DATASET CONTENT |
□ □ □ □ □

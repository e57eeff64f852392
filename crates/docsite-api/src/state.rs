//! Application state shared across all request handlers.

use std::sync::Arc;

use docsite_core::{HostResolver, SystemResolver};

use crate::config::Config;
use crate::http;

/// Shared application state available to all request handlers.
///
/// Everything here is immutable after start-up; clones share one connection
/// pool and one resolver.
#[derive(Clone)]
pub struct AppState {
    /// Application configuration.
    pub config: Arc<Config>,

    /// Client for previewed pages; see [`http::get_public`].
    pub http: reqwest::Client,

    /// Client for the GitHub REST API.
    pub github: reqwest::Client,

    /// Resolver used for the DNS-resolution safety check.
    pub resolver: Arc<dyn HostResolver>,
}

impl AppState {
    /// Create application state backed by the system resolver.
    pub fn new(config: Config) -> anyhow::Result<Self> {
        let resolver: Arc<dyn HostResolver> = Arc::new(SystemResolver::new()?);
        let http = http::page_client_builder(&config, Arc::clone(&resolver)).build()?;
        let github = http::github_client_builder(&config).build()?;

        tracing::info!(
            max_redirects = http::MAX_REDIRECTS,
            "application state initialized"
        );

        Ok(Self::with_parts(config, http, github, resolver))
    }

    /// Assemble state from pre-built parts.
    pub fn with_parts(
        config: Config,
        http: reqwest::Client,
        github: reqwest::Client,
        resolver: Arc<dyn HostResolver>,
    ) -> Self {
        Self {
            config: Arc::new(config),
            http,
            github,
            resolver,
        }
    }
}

□ □ □ □ □

Wherever the string "HostResolver" occurs in the records, copy the line it is in.

use docsite_core::{HostResolver, SystemResolver};
    pub resolver: Arc<dyn HostResolver>,
        let resolver: Arc<dyn HostResolver> = Arc::new(SystemResolver::new()?);
        resolver: Arc<dyn HostResolver>,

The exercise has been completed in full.